### Task to carry out
Copy every line in the records below that contains the word "infra".

### Data for this exercise
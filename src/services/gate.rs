//! Gate control via HTTP relay commands (or log-only when no hardware is attached)

use crate::domain::types::Decision;
use crate::infra::config::{Config, GateMode};
use async_trait::async_trait;
use base64::{engine::general_purpose::STANDARD, Engine};
use std::time::{Duration, Instant};
use tracing::{error, info, warn};

/// Physical action requested from the barrier
#[derive(Debug, Clone, Copy, PartialEq, Eq)]
pub enum GateAction {
    Open,
    Block,
}

impl GateAction {
    pub fn as_str(&self) -> &'static str {
        match self {
            GateAction::Open => "open",
            GateAction::Block => "block",
        }
    }
}

impl From<Decision> for GateAction {
    fn from(decision: Decision) -> Self {
        match decision {
            Decision::Allowed => GateAction::Open,
            Decision::Blocked => GateAction::Block,
        }
    }
}

/// Hardware seam for the gate worker
#[async_trait]
pub trait GateCommand: Send + Sync {
    /// Send a command, returns latency in microseconds
    async fn send(&self, plate: &str, action: GateAction) -> u64;
}

struct HttpTarget {
    url: String,
    username: Option<String>,
    password: Option<String>,
}

impl HttpTarget {
    fn parse(url: &str) -> Self {
        let (url, username, password) = GateController::parse_url_with_auth(url);
        Self { url, username, password }
    }
}

pub struct GateController {
    mode: GateMode,
    open_target: Option<HttpTarget>,
    block_target: Option<HttpTarget>,
    http_client: Option<reqwest::Client>,
}

impl GateController {
    pub fn new(config: &Config) -> Self {
        let timeout = Duration::from_millis(config.gate_timeout_ms());

        let http_client = if config.gate_mode() == GateMode::Http {
            reqwest::Client::builder().timeout(timeout).http1_only().build().ok()
        } else {
            None
        };

        let open_target = (!config.gate_open_url().is_empty())
            .then(|| HttpTarget::parse(config.gate_open_url()));
        let block_target = config.gate_block_url().map(HttpTarget::parse);

        Self { mode: config.gate_mode(), open_target, block_target, http_client }
    }

    /// Parse URL and extract basic auth credentials if present
    fn parse_url_with_auth(url: &str) -> (String, Option<String>, Option<String>) {
        if let Some(rest) = url.strip_prefix("http://") {
            if let Some(at_pos) = rest.find('@') {
                let auth_part = &rest[..at_pos];
                let host_part = &rest[at_pos + 1..];

                if let Some(colon_pos) = auth_part.find(':') {
                    let username = auth_part[..colon_pos].to_string();
                    let password = auth_part[colon_pos + 1..].to_string();
                    let clean_url = format!("http://{}", host_part);
                    return (clean_url, Some(username), Some(password));
                }
            }
        }
        (url.to_string(), None, None)
    }

    async fn send_http(&self, plate: &str, action: GateAction, start: Instant) -> u64 {
        let target = match action {
            GateAction::Open => self.open_target.as_ref(),
            GateAction::Block => self.block_target.as_ref(),
        };
        let Some(target) = target else {
            // no relay wired for this action (barrier stays closed on block)
            info!(plate = %plate, action = %action.as_str(), mode = "http", "gate_command_no_target");
            return start.elapsed().as_micros() as u64;
        };
        let Some(ref client) = self.http_client else {
            error!(plate = %plate, "gate_http_client_not_initialized");
            return start.elapsed().as_micros() as u64;
        };

        let mut request = client.get(&target.url).header("Accept", "*/*");
        if let (Some(username), Some(password)) = (&target.username, &target.password) {
            let credentials = format!("{}:{}", username, password);
            let encoded = STANDARD.encode(credentials.as_bytes());
            request = request.header("Authorization", format!("Basic {}", encoded));
        }

        match request.send().await {
            Ok(response) => {
                let latency_us = start.elapsed().as_micros() as u64;
                let status = response.status();
                if !status.is_success() {
                    warn!(plate = %plate, status = %status.as_u16(), "gate_command_rejected");
                }
                info!(
                    plate = %plate,
                    action = %action.as_str(),
                    latency_us = %latency_us,
                    status = %status.as_u16(),
                    mode = "http",
                    "gate_command"
                );
                latency_us
            }
            Err(e) => {
                let latency_us = start.elapsed().as_micros() as u64;
                error!(
                    plate = %plate,
                    action = %action.as_str(),
                    latency_us = %latency_us,
                    error = %e,
                    mode = "http",
                    "gate_command_error"
                );
                latency_us
            }
        }
    }
}

#[async_trait]
impl GateCommand for GateController {
    async fn send(&self, plate: &str, action: GateAction) -> u64 {
        let start = Instant::now();
        match self.mode {
            GateMode::Log => {
                let latency_us = start.elapsed().as_micros() as u64;
                info!(plate = %plate, action = %action.as_str(), mode = "log", "gate_command");
                latency_us
            }
            GateMode::Http => self.send_http(plate, action, start).await,
        }
    }
}
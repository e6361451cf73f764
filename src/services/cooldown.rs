//! Per-plate emission cooldown
//!
//! Suppresses repeat events for the same plate while it is still inside the
//! cooldown window of its last accepted emission (same physical pass).
//! Times are media seconds supplied by the caller.
//!
//! Stale entries are evicted once they are older than
//! `eviction_factor * cooldown` so the map does not grow without bound.

use crate::infra::config::Config;
use rustc_hash::FxHashMap;
use tracing::debug;

pub struct CooldownTracker {
    /// Last accepted emission time per canonical plate
    last_emission: FxHashMap<String, f64>,
    cooldown_seconds: f64,
    eviction_factor: f64,
    /// 0 = unbounded
    max_tracked: usize,
}

impl CooldownTracker {
    pub fn new(cooldown_seconds: f64) -> Self {
        Self {
            last_emission: FxHashMap::default(),
            cooldown_seconds,
            eviction_factor: 3.0,
            max_tracked: 0,
        }
    }

    pub fn from_config(config: &Config) -> Self {
        Self::new(config.cooldown_seconds())
            .with_eviction_factor(config.eviction_factor())
            .with_max_tracked(config.max_tracked_plates())
    }

    pub fn with_eviction_factor(mut self, factor: f64) -> Self {
        // never evict an entry that can still suppress
        self.eviction_factor = factor.max(1.0);
        self
    }

    pub fn with_max_tracked(mut self, max: usize) -> Self {
        self.max_tracked = max;
        self
    }

    pub fn cooldown_seconds(&self) -> f64 {
        self.cooldown_seconds
    }

    /// True if `plate` may produce a new event at `now`. Never mutates.
    pub fn should_emit(&self, plate: &str, now: f64) -> bool {
        match self.last_emission.get(plate) {
            Some(&last) => now - last >= self.cooldown_seconds,
            None => true,
        }
    }

    /// Record an accepted emission
    pub fn record_emission(&mut self, plate: &str, now: f64) {
        self.last_emission.insert(plate.to_string(), now);
        if self.max_tracked > 0 && self.last_emission.len() > self.max_tracked {
            self.evict_oldest();
        }
    }

    /// Seconds since the last accepted emission of `plate`
    pub fn since_last(&self, plate: &str, now: f64) -> Option<f64> {
        self.last_emission.get(plate).map(|&last| now - last)
    }

    /// Drop entries older than the eviction horizon, returns how many went
    pub fn evict(&mut self, now: f64) -> usize {
        let horizon = self.cooldown_seconds * self.eviction_factor;
        let before = self.last_emission.len();
        self.last_emission.retain(|_, last| now - *last <= horizon);
        let evicted = before - self.last_emission.len();
        if evicted > 0 {
            debug!(evicted = %evicted, remaining = %self.last_emission.len(), "cooldown_evicted");
        }
        evicted
    }

    fn evict_oldest(&mut self) {
        let oldest = self
            .last_emission
            .iter()
            .min_by(|a, b| a.1.total_cmp(b.1))
            .map(|(plate, _)| plate.clone());
        if let Some(plate) = oldest {
            self.last_emission.remove(&plate);
            debug!(plate = %plate, "cooldown_cap_evicted");
        }
    }

    /// Number of plates currently tracked
    pub fn tracked(&self) -> usize {
        self.last_emission.len()
    }
}
/// Exported bucket bounds for Prometheus formatting
pub const METRICS_BUCKET_BOUNDS: [u64; 10] = BUCKET_BOUNDS;

/// Point-in-time view of the monotonic counters
#[derive(Debug, Clone)]
pub struct MetricsCounters {
    pub frames_total: u64,
    pub frames_processed: u64,
    pub regions_total: u64,
    pub empty_regions_total: u64,
    pub unread_total: u64,
    pub cooldown_total: u64,
    pub fallback_attempts: u64,
    pub fallback_matches: u64,
    pub events_allowed: u64,
    pub events_blocked: u64,
    pub collaborator_errors: u64,
    pub gate_commands_sent: u64,
    pub gate_cmds_dropped: u64,
    pub cooldown_entries: u64,
    /// Cumulative frame latency histogram
    pub latency_buckets: [u64; NUM_BUCKETS],
    pub latency_sum_us: u64,
}

#[derive(Debug)]
pub struct MetricsSummary {
    pub frames_total: u64,
    pub frames_processed: u64,
    pub frames_skipped: u64,
    pub frames_per_sec: f64,
    pub avg_frame_latency_us: u64,
    pub max_frame_latency_us: u64,
    /// Frame latency histogram buckets
    pub lat_buckets: [u64; NUM_BUCKETS],
    pub lat_p50_us: u64,
    pub lat_p99_us: u64,
    pub regions_total: u64,
    pub empty_regions_total: u64,
    pub unread_total: u64,
    pub cooldown_total: u64,
    pub fallback_attempts: u64,
    pub fallback_matches: u64,
    pub events_allowed: u64,
    pub events_blocked: u64,
    pub collaborator_errors: u64,
    pub gate_commands_sent: u64,
    pub gate_cmds_dropped: u64,
    pub gate_queue_delay_p99_us: u64,
    pub gate_queue_delay_max_us: u64,
    pub cooldown_entries: u64,
}

impl MetricsSummary {
    pub fn log(&self) {
        info!(
            frames_total = %self.frames_total,
            frames_processed = %self.frames_processed,
            frames_skipped = %self.frames_skipped,
            fps = %format!("{:.1}", self.frames_per_sec),
            avg_latency_us = %self.avg_frame_latency_us,
            max_latency_us = %self.max_frame_latency_us,
            lat_p99_us = %self.lat_p99_us,
            regions = %self.regions_total,
            unread = %self.unread_total,
            cooldown = %self.cooldown_total,
            fallback = %self.fallback_attempts,
            allowed = %self.events_allowed,
            blocked = %self.events_blocked,
            collaborator_errors = %self.collaborator_errors,
            gate_dropped = %self.gate_cmds_dropped,
            cooldown_entries = %self.cooldown_entries,
            "metrics"
        );
    }
}
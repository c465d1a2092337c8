use toilet_map::api::overpass::Client;
use toilet_map::api::service::{State, router::router};
use toilet_map::bounds::compute_bounds;
use toilet_map::config::{Config, REQUIRED_VARIABLES};
use toilet_map::state::AppState;

#[tokio::main]
async fn main() {
    env_logger::init();

    if let Err(e) = run().await {
        log::error!("{e}");
    }
}

async fn run() -> anyhow::Result<()> {
    let config = Config::env().inspect_err(|e| {
        log::error!(
            "config: {e}. Check all required environment variables ({}) are set.",
            REQUIRED_VARIABLES.join(", ")
        );
    })?;

    config.log();

    let client = Client::new(&config.overpass_url)?;
    let app = AppState::new(compute_bounds(&config.initial_viewport)).shared();

    let state = State::new(app, client);

    let listen_addr = format!("0.0.0.0:{}", config.listen_port);
    let listener = tokio::net::TcpListener::bind(&listen_addr).await?;

    log::info!("Listening on {listen_addr}");
    axum::serve(listener, router(state)).await?;

    Ok(())
}
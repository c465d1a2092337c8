use std::collections::BTreeMap;

use serde::{Deserialize, Serialize};

pub const DEFAULT_TITLE: &str = "といれ";

/// A single node returned by the interpreter.
#[derive(Debug, Clone, PartialEq, Serialize, Deserialize)]
pub struct PointOfInterest {
    pub id: i64,
    pub lat: f64,
    pub lon: f64,

    #[serde(default)]
    pub tags: BTreeMap<String, String>,
}

impl PointOfInterest {
    /// The `name` tag, or the default label for unnamed toilets.
    pub fn title(&self) -> &str {
        self.tags
            .get("name")
            .map(String::as_str)
            .unwrap_or(DEFAULT_TITLE)
    }

    pub fn tag_rows(&self) -> Vec<[String; 2]> {
        self.tags
            .iter()
            .map(|(k, v)| [k.clone(), v.clone()])
            .collect()
    }
}

#[derive(Debug, Deserialize)]
pub struct InterpreterResponse {
    pub elements: Vec<PointOfInterest>,
}

#[cfg(test)]
mod tests {
    use super::*;

    #[test]
    fn missing_tags_default_to_empty() {
        let r: InterpreterResponse = serde_json::from_str(
            r#"{"version":0.6,"elements":[{"type":"node","id":7,"lat":1.5,"lon":2.5}]}"#,
        )
        .unwrap();

        assert_eq!(r.elements.len(), 1);
        assert!(r.elements[0].tags.is_empty());
        assert_eq!(r.elements[0].title(), DEFAULT_TITLE);
    }

    #[test]
    fn title_prefers_name_tag() {
        let poi: PointOfInterest = serde_json::from_str(
            r#"{"id":1,"lat":0.0,"lon":0.0,"tags":{"name":"Station Toilet","amenity":"toilets"}}"#,
        )
        .unwrap();

        assert_eq!(poi.title(), "Station Toilet");
        assert_eq!(
            poi.tag_rows(),
            vec![
                ["amenity".to_string(), "toilets".to_string()],
                ["name".to_string(), "Station Toilet".to_string()],
            ]
        );
    }

    #[test]
    fn body_without_elements_is_rejected() {
        assert!(serde_json::from_str::<InterpreterResponse>(r#"{"remark":"timeout"}"#).is_err());
    }
}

### Answer space
use crate::infra::config::{Config, GateMode};
use crate::infra::config::Config;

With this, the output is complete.